#### [Records to process]
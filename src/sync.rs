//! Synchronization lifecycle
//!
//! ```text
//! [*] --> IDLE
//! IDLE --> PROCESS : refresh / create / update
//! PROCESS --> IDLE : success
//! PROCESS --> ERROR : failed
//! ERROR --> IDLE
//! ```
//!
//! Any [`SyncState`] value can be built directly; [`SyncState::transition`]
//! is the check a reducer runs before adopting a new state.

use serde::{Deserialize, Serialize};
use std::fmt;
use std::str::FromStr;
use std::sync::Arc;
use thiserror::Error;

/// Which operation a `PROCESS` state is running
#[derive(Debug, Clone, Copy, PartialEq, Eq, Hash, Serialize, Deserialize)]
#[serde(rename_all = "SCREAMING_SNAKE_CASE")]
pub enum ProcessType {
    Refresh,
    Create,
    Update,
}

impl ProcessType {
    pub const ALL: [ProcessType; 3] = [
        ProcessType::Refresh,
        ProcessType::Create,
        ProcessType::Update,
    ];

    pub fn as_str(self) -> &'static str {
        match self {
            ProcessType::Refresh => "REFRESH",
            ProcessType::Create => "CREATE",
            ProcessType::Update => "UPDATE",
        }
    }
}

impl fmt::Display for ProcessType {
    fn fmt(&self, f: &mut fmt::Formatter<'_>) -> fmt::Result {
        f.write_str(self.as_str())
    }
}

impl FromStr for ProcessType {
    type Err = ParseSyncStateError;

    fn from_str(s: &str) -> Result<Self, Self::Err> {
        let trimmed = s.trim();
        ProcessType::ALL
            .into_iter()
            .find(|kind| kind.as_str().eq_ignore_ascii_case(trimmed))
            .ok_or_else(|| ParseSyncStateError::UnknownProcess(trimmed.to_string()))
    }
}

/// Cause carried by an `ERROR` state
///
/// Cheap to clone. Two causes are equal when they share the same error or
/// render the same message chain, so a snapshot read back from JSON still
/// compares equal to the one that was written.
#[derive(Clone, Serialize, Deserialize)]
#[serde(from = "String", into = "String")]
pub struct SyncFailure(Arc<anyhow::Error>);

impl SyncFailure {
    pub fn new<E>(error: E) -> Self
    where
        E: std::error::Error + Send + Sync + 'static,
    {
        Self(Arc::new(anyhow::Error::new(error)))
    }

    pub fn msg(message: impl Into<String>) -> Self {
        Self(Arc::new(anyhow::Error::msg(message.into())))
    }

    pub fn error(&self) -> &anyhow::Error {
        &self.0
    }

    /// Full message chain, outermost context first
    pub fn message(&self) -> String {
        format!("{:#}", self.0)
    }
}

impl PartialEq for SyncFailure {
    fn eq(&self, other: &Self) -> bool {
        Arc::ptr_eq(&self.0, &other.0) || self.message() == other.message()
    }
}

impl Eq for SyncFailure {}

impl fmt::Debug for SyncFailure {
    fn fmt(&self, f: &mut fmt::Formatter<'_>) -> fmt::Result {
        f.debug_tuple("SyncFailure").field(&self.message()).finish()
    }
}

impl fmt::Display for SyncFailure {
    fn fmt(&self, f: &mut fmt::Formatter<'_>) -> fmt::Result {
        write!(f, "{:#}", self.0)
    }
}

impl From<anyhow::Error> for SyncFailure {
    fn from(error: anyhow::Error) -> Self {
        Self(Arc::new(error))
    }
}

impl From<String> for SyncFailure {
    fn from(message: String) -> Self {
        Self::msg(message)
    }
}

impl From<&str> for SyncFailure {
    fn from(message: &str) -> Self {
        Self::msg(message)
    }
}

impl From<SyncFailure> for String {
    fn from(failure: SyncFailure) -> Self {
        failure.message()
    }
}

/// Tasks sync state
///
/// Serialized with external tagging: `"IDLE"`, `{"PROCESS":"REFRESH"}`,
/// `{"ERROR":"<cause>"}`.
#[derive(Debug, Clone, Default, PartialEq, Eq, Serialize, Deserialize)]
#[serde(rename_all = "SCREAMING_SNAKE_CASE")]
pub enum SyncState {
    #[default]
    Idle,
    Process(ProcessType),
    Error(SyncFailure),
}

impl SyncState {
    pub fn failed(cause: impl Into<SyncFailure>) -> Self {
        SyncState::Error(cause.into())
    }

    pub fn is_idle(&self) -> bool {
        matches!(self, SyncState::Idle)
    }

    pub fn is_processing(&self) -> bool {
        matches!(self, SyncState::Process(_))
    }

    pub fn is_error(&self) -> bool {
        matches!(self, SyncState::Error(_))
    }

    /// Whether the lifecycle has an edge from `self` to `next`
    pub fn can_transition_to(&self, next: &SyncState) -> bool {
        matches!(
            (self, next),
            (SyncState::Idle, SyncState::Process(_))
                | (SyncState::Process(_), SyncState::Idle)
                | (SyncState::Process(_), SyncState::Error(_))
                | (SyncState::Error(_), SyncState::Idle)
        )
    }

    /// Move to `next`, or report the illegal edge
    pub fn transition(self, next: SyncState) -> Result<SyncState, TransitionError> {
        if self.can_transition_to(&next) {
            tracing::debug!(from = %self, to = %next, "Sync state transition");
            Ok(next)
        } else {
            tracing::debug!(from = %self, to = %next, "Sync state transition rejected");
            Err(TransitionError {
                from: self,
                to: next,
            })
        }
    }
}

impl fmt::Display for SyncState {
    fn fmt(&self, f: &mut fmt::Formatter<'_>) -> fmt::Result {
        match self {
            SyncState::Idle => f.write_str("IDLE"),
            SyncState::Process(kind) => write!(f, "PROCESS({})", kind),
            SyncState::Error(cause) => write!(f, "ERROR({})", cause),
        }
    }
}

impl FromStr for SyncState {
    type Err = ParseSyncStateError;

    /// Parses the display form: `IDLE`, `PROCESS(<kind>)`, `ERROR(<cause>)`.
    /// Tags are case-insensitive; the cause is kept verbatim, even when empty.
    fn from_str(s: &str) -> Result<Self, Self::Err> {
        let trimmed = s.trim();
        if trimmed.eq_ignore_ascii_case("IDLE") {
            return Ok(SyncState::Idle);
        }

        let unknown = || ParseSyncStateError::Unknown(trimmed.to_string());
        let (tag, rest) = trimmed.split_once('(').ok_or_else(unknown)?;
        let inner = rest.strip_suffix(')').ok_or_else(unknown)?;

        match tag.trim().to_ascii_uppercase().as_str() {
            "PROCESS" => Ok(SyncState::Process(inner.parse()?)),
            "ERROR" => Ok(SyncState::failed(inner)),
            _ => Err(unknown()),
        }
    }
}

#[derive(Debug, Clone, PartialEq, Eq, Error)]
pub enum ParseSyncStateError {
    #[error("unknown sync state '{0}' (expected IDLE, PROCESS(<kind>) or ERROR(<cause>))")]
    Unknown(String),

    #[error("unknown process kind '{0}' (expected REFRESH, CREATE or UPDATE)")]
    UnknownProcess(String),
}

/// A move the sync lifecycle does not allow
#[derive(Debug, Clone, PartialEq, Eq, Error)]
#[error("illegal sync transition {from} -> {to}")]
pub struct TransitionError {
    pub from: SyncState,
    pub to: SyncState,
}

#### [Try it]
Would you please copy all lines in the data that contain the word "derive"?

#### [Problem solution]
#[derive(Debug, Clone, Copy, PartialEq, Eq, Hash, Serialize, Deserialize)]
#[derive(Clone, Serialize, Deserialize)]
#[derive(Debug, Clone, Default, PartialEq, Eq, Serialize, Deserialize)]
#[derive(Debug, Clone, PartialEq, Eq, Error)]
#[derive(Debug, Clone, PartialEq, Eq, Error)]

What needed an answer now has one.